Playing hide the cigar


----------



## cboor001 (Aug 6, 2008)

Great pics, thanks Vic. Glad you had a good time


----------



## MikeGates (Aug 22, 2008)

Looks like an awesome event! Bring any goodies back?


----------



## jam (Dec 29, 2007)

that looks like a great time


----------



## smokem-cl (Aug 16, 2007)

Hey CG...In that last pic...is that guys name Nate? I think I know him!


----------



## KaiSQ (Aug 4, 2008)

Looks fun. Can't wait to hit one.


----------



## BlueHavanaII-cl (Apr 7, 2007)

smokem said:


> Hey CG...In that last pic...is that guys name Nate? I think I know him!


Yes... that's Nate Saab, our local Oliva rep.
Glad everyone had a good time. Thank you all for your support!

Jim


----------



## CGARMAN23 (May 16, 2008)

Looks like a great time. I wish I could have been there, but I got a chance to go home and did. Thanks for sharing.


----------



## luckyfitz13 (Apr 6, 2008)

Fatmandu, how bout them bills baby?!?!?!?!


----------



## luckyfitz13 (Apr 6, 2008)

CigarGirl WHERE HAVE YOU BEEN!!!!!!!!!!!!!!!!!!!!


----------



## Paint (Mar 1, 2008)

Great pictures..looks like a fun time!


----------



## Vic81 (Aug 2, 2008)

MikeGates said:


> Looks like an awesome event! Bring any goodies back?

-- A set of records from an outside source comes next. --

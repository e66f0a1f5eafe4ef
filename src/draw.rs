use chrono::Local;
use tui::backend::Backend;
use tui::layout::{Alignment, Rect};
use tui::style::{Color, Modifier, Style};
use tui::text::{Line, Span};
use tui::widgets::{Block, BorderType, Borders, List, ListItem, ListState, Paragraph};
use tui::{Frame, Terminal};
use tui_logger::TuiLoggerWidget;

use crate::app::App;
use crate::components::game_card::{CARD_HEIGHT, GameCard};
use crate::ui::layout::LayoutAreas;

const HELP: &str = "j/k move  Enter follow  Esc clear  J/K scroll  r refresh  l logs  f full  q quit";

pub fn draw<B>(terminal: &mut Terminal<B>, app: &mut App)
where
    B: Backend,
{
    let current_size = terminal.size().unwrap_or_default();
    if current_size.width <= 10 || current_size.height <= 10 {
        return;
    }

    let mut layout = LayoutAreas::new(current_size);

    let result = terminal.draw(|f| {
        layout.update(f.area(), app.settings.full_screen, app.state.show_logs);

        if !app.settings.full_screen {
            draw_header(f, layout.header, app);
            draw_picker(f, layout.picker, app);
        }
        draw_schedule(f, layout.schedule, app);

        if let Some(logs) = layout.logs {
            draw_logs(f, logs);
        }
    });
    if let Err(e) = result {
        log::error!("failed to draw frame: {e}");
    }
}

pub fn default_border<'a>(color: Color) -> Block<'a> {
    Block::default()
        .borders(Borders::ALL)
        .border_type(BorderType::Rounded)
        .border_style(Style::default().fg(color))
}

fn draw_header(f: &mut Frame, header: [Rect; 2], app: &App) {
    let style = Style::default().fg(Color::White);
    let border_type = BorderType::Rounded;

    let following = match app.state.selected_team.as_deref() {
        Some(team) => Line::from(vec![
            Span::raw(" Following: "),
            Span::styled(team, Style::default().add_modifier(Modifier::BOLD)),
        ]),
        None => Line::from(" Pick a team and press Enter"),
    };
    let title = Paragraph::new(following)
        .block(
            Block::default()
                .borders(Borders::LEFT | Borders::BOTTOM | Borders::TOP)
                .border_type(border_type)
                .title(" homecourt "),
        )
        .style(style);
    f.render_widget(title, header[0]);

    let status = match (&app.state.selected_team, app.state.schedule.last_refreshed) {
        (None, _) => "idle".to_string(),
        (Some(_), None) => "loading…".to_string(),
        (Some(_), Some(at)) => format!("updated {}", at.with_timezone(&Local).format("%I:%M:%S %p")),
    };
    let status = Paragraph::new(status)
        .alignment(Alignment::Right)
        .block(
            Block::default()
                .borders(Borders::RIGHT | Borders::BOTTOM | Borders::TOP)
                .border_type(border_type),
        )
        .style(style);
    f.render_widget(status, header[1]);
}

fn draw_picker(f: &mut Frame, area: Rect, app: &App) {
    let selected = app.state.selected_team.as_deref();
    let items: Vec<ListItem> = app
        .state
        .picker
        .teams()
        .iter()
        .map(|team| {
            let marker = if Some(team.full_name) == selected { "● " } else { "  " };
            ListItem::new(format!("{marker}{}", team.full_name))
        })
        .collect();

    let list = List::new(items)
        .block(default_border(Color::White).title(" Teams "))
        .highlight_style(Style::default().add_modifier(Modifier::REVERSED));
    let mut state = ListState::default().with_selected(Some(app.state.picker.highlighted));
    f.render_stateful_widget(list, area, &mut state);
}

fn draw_schedule(f: &mut Frame, area: Rect, app: &App) {
    let block = default_border(Color::White).title(" Upcoming Games ");
    let inner = block.inner(area);
    f.render_widget(block, area);

    let schedule = &app.state.schedule;
    let Some(team) = app.state.selected_team.as_deref() else {
        let msg = match app.state.last_error.as_deref() {
            Some(err) => format!("{err}\n\n{HELP}"),
            None => format!("No team selected.\n\n{HELP}"),
        };
        f.render_widget(Paragraph::new(msg).style(Style::default().fg(Color::DarkGray)), inner);
        return;
    };

    if schedule.team.as_deref() != Some(team) || !schedule.has_loaded() {
        f.render_widget(Paragraph::new(format!("Loading games for {team}…")), inner);
        return;
    }
    if schedule.games.is_empty() {
        f.render_widget(Paragraph::new(format!("No upcoming games for {team}.")), inner);
        return;
    }

    let mut y = inner.y;
    for game in schedule.games.iter().skip(schedule.scroll_offset as usize) {
        if y + CARD_HEIGHT > inner.bottom() {
            break;
        }
        let card_area = Rect::new(inner.x, y, inner.width, CARD_HEIGHT);
        f.render_widget(GameCard { game, team }, card_area);
        y += CARD_HEIGHT;
    }
}

fn draw_logs(f: &mut Frame, area: Rect) {
    let logs = TuiLoggerWidget::default()
        .block(default_border(Color::DarkGray).title(" Logs "))
        .style_error(Style::default().fg(Color::Red))
        .style_warn(Style::default().fg(Color::Yellow))
        .style_info(Style::default().fg(Color::Cyan))
        .style_debug(Style::default().fg(Color::DarkGray));
    f.render_widget(logs, area);
}
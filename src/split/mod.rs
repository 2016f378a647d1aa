//! Record splitters - turning a byte stream into complete records.
//!
//! A [`Splitter`] is a small state machine that a [`RecordSource`] drives
//! over successive slices of buffered input:
//!
//! - [`Splitter`] - the incremental split contract
//! - [`SplitStep`] - the outcome of a single split call
//! - [`LineSplitter`] - splits on a single separator byte
//! - [`TagSplitter`] - batches complete XML-ish elements
//!
//! [`RecordSource`]: crate::RecordSource

use bytes::Bytes;

use crate::error::PipelineError;

mod line;
mod tag;

pub use line::LineSplitter;
pub use tag::TagSplitter;

/// Outcome of a single [`Splitter::split`] call.
#[derive(Debug, Clone, PartialEq, Eq)]
pub enum SplitStep {
    /// More input is required before a record can be produced.
    ///
    /// At end of input this signals final termination.
    NeedMore,

    /// `advance` input bytes were consumed without yielding a record.
    ///
    /// Splitters that buffer internally (like [`TagSplitter`]) consume
    /// every byte they are handed and report progress this way.
    Consumed {
        /// Number of input bytes the caller may discard.
        advance: usize,
    },

    /// A complete record was produced after consuming `advance` bytes.
    Record {
        /// Number of input bytes the caller may discard.
        advance: usize,
        /// The record bytes.
        record: Bytes,
    },
}

/// Incremental splitter over a stream of bytes.
///
/// The caller hands the splitter a slice of buffered input together with an
/// end-of-input flag and acts on the returned [`SplitStep`]:
///
/// - [`SplitStep::NeedMore`] with `at_eof = false`: read more data and call
///   again at the same position.
/// - [`SplitStep::NeedMore`] with `at_eof = true`: the stream is exhausted.
/// - [`SplitStep::Consumed`]: drop `advance` bytes and continue.
/// - [`SplitStep::Record`]: drop `advance` bytes and hand the record on.
///
/// A splitter is an explicit object so that state carried across calls
/// (scratch buffers, precomputed patterns, terminal flags) is visible and
/// testable rather than hidden in captured variables.
///
/// # Example
///
/// ```
/// use recpipe::{LineSplitter, Splitter, SplitStep};
///
/// let mut splitter = LineSplitter::default();
/// let step = splitter.split(b"one\ntwo", false)?;
/// assert!(matches!(step, SplitStep::Record { advance: 4, .. }));
/// # Ok::<(), recpipe::PipelineError>(())
/// ```
pub trait Splitter {
    /// Scans `data` for the next record.
    ///
    /// `at_eof` tells the splitter that no more input will arrive, which is
    /// its cue to flush any buffered partial state.
    fn split(&mut self, data: &[u8], at_eof: bool) -> Result<SplitStep, PipelineError>;
}

impl<S: Splitter + ?Sized> Splitter for Box<S> {
    fn split(&mut self, data: &[u8], at_eof: bool) -> Result<SplitStep, PipelineError> {
        (**self).split(data, at_eof)
    }
}
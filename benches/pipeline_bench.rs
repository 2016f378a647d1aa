//! Benchmarks for recpipe.
//!
//! Run with:
//!     cargo bench

use std::io::Cursor;

use bytes::Bytes;
use criterion::{black_box, criterion_group, criterion_main, Criterion, Throughput};

use recpipe::{Pipeline, SplitStep, Splitter, TagSplitter, TransformError};

fn identity(record: &[u8]) -> Result<Bytes, TransformError> {
    Ok(Bytes::copy_from_slice(record))
}

fn bench_line_pipeline(c: &mut Criterion) {
    let mut group = c.benchmark_group("line_pipeline");

    for lines in [10_000, 100_000] {
        let input: String = (0..lines)
            .map(|i| format!("record number {} with some payload\n", i))
            .collect();
        let bytes = input.len() as u64;

        group.throughput(Throughput::Bytes(bytes));
        group.bench_with_input(format!("identity_{}k", lines / 1000), &input, |b, input| {
            b.iter(|| {
                let mut output = Vec::with_capacity(input.len());
                Pipeline::new(Cursor::new(input.as_bytes()), &mut output, identity)
                    .with_num_workers(4)
                    .with_batch_size(1000)
                    .run()
                    .unwrap();
                black_box(output.len())
            });
        });

        group.bench_with_input(
            format!("uppercase_{}k", lines / 1000),
            &input,
            |b, input| {
                b.iter(|| {
                    let mut output = Vec::with_capacity(input.len());
                    Pipeline::new(Cursor::new(input.as_bytes()), &mut output, |r: &[u8]| {
                        Ok(Bytes::from(r.to_ascii_uppercase()))
                    })
                    .with_num_workers(4)
                    .with_batch_size(1000)
                    .run()
                    .unwrap();
                    black_box(output.len())
                });
            },
        );
    }

    group.finish();
}

fn bench_tag_splitter(c: &mut Criterion) {
    let mut group = c.benchmark_group("tag_splitter");

    // Element-dense input
    let dense: String = (0..10_000)
        .map(|i| format!("<doc id=\"{}\">payload {}</doc>", i, i))
        .collect();
    group.throughput(Throughput::Bytes(dense.len() as u64));
    group.bench_with_input("dense_elements", &dense, |b, input| {
        b.iter(|| {
            let mut splitter = TagSplitter::new("doc").with_max_bytes(64 * 1024);
            let mut tokens = 0usize;
            for chunk in input.as_bytes().chunks(8 * 1024) {
                if let SplitStep::Record { .. } = splitter.split(chunk, false).unwrap() {
                    tokens += 1;
                }
            }
            while let SplitStep::Record { .. } = splitter.split(b"", true).unwrap() {
                tokens += 1;
            }
            black_box(tokens)
        });
    });

    // Mostly noise (worst case for the scratch buffer)
    let noise = "nothing to see here ".repeat(50_000);
    group.throughput(Throughput::Bytes(noise.len() as u64));
    group.bench_with_input("tagless_noise", &noise, |b, input| {
        b.iter(|| {
            let mut splitter = TagSplitter::new("doc");
            for chunk in input.as_bytes().chunks(8 * 1024) {
                splitter.split(chunk, false).unwrap();
            }
            black_box(splitter.scratch_len())
        });
    });

    group.finish();
}

criterion_group!(benches, bench_line_pipeline, bench_tag_splitter);
criterion_main!(benches);
//! # recpipe
//!
//! Parallel batch processing of delimited records read from byte streams.
//!
//! `recpipe` speeds up command-line data-transformation filters: read a few
//! million newline- or element-delimited records, apply a pure per-record
//! transformation (parse, filter, re-serialize), write the result. The
//! transformation runs concurrently over batches of records on a fixed
//! worker pool; a single buffered sink collects the output.
//!
//! - **Line mode** - records are separator-delimited (newline by default)
//!   and dispatched in batches of a configurable record count
//! - **Splitter mode** - records come from a pluggable [`Splitter`]; the
//!   built-in [`TagSplitter`] cuts a stream of XML-ish bytes into batches
//!   of complete `<tag>...</tag>` elements under bounded memory
//!
//! ## Design Philosophy
//!
//! This crate intentionally maintains a narrow scope and focuses on doing
//! one thing well: **run a byte-to-byte transformation in parallel over a
//! record stream**. It deliberately does not:
//!
//! - Preserve input record order (results arrive in completion order)
//! - Parse or validate record contents (records are opaque byte spans)
//! - Manage files or file paths (user provides [`std::io::Read`] and
//!   [`std::io::Write`] endpoints)
//! - Retry or interpret transformation failures (the first error is
//!   returned, the rest is the user's policy)
//!
//! ## Concurrency Model
//!
//! The driving thread reads and batches records, `num_workers` threads
//! transform batches, one sink thread writes results. All channels are
//! rendezvous channels, giving end-to-end backpressure without a
//! coordinator. Every thread is joined before [`Pipeline::run`] returns,
//! under success, failure, and cancellation alike.
//!
//! # Examples
//!
//! ## Uppercase every line
//!
//! ```
//! use std::io::Cursor;
//! use bytes::Bytes;
//! use recpipe::Pipeline;
//!
//! let mut output = Vec::new();
//! Pipeline::new(Cursor::new("hello\nworld\n"), &mut output, |record| {
//!     Ok(Bytes::from(record.to_ascii_uppercase()))
//! })
//! .run()?;
//!
//! assert_eq!(output.len(), 12);
//! # Ok::<(), recpipe::PipelineError>(())
//! ```
//!
//! ## Split a stream on XML elements
//!
//! ```
//! use std::io::Cursor;
//! use bytes::Bytes;
//! use recpipe::{Pipeline, TagSplitter};
//!
//! let input = "<record>1</record>junk<record>2</record>";
//! let mut output = Vec::new();
//!
//! Pipeline::new(Cursor::new(input), &mut output, |batch| {
//!     // `batch` holds one or more complete <record> elements.
//!     Ok(Bytes::copy_from_slice(batch))
//! })
//! .with_splitter(TagSplitter::new("record"))
//! .run()?;
//!
//! assert_eq!(output.len(), 36);
//! # Ok::<(), recpipe::PipelineError>(())
//! ```

#![forbid(unsafe_code)]
#![warn(missing_docs)]

// Public modules
pub mod config;
mod error;
mod pipeline;
mod source;
mod split;

// Internal modules (implementation details)
mod buffer; // pooled byte buffers for batch dispatch

//
// Public API surface
//
// The public API is intentionally minimal. Only essential types are
// exported to keep the surface area small and the API stable.
//

/// Pipeline entry point and cancellation.
pub use pipeline::{CancelToken, Pipeline};

/// Configuration options for pipeline behavior.
pub use config::PipelineConfig;

/// Error types for pipeline runs.
pub use error::{PipelineError, TransformError};

/// Record splitting contract and built-in splitters.
pub use split::{LineSplitter, SplitStep, Splitter, TagSplitter};

/// Lazy record iteration over a reader.
pub use source::RecordSource;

you know it:biggrin: I need to increase my cigar budget to get more action on the savings at these types of things.


----------



## Vic81 (Aug 2, 2008)

BlueHavanaII said:


> Yes... that's Nate Saab, our local Oliva rep.
> Glad everyone had a good time. Thank you all for your support!
> 
> Jim


Jim - thanks for having the event. I know I had a great time and so did the guys from our C4 group. Looking forward to coming back out to your location soon.


----------



## Fatmandu (Mar 18, 2008)

Vic, thanks for the pix. A pleasure meeting youz guyz!


----------



## Vic81 (Aug 2, 2008)

Fatmandu said:


> Vic, thanks for the pix. A pleasure meeting youz guyz!


FJ - it was great meeting you, nice to put a face with the name. Looking forward to the next one:biggrin:


----------



## SmoknTaz (Jun 18, 2008)

Great looking event, thanks for sharing.


----------



## marquelcg (Jul 19, 2008)

looks like a lot of fun thanks for the pics


----------



## Armenian (Jun 9, 2008)

I had a good time too. It's nice to put faces to the names. Vic, you didn't get any shots of yours truly?


----------



## zion698 (Jul 13, 2007)

Sorry I missed it .... looked like a good time.


----------



## smokem-cl (Aug 16, 2007)

BlueHavanaII said:


> Yes... that's Nate Saab, our local Oliva rep.
> Glad everyone had a good time. Thank you all for your support!
> 
> Jim


WOW! it's great to see him again...even if it's only his pic...I've known Nate since he had his store. Haven't heard much about him since then. It's really good to see he's doing well!

Next time you see 'em tell 'em Smokem says "Hi"


----------



## Vic81 (Aug 2, 2008)

Armenian said:


> I had a good time too. It's nice to put faces to the names. Vic, you didn't get any shots of yours truly?


missed ya in the group pic, you ran off to help another botl......how about this one?


----------



## WarHorse (Apr 11, 2007)

Great pics Vic.....looks like a Hella Herf!


----------



## Armenian (Jun 9, 2008)

Vic81 said:


> missed ya in the group pic, you ran off to help another botl......how about this one?


Ummm... that flaming bag of dog poop that you will find on your front porch in the morning... yeah. I put it there. Nice photoshop work. I do look good in a Packers Fez.


----------



## amateurke (Mar 28, 2008)

Nice pics from what looks a great event!!


----------



## Vic81 (Aug 2, 2008)

Armenian said:


> Ummm... that flaming bag of dog poop that you will find on your front porch in the morning... yeah. I put it there. Nice photoshop work. I do look good in a Packers Fez.


Just checked outside, thought I smelled something - turns out it was just the trash man and his smelly truck.........GO FEZ!!!


----------



## karmaz00 (Dec 5, 2007)

great pics


----------



## DBCcigar (Apr 24, 2008)

LkyLindy said:


> So thats where Sondra has been!!!!!!!!
> 
> Playing hide the cigar


:roflmao:


----------



## EKGOTSKILLZZ (Jun 17, 2008)

whats with the pink hair?:biggrin:


----------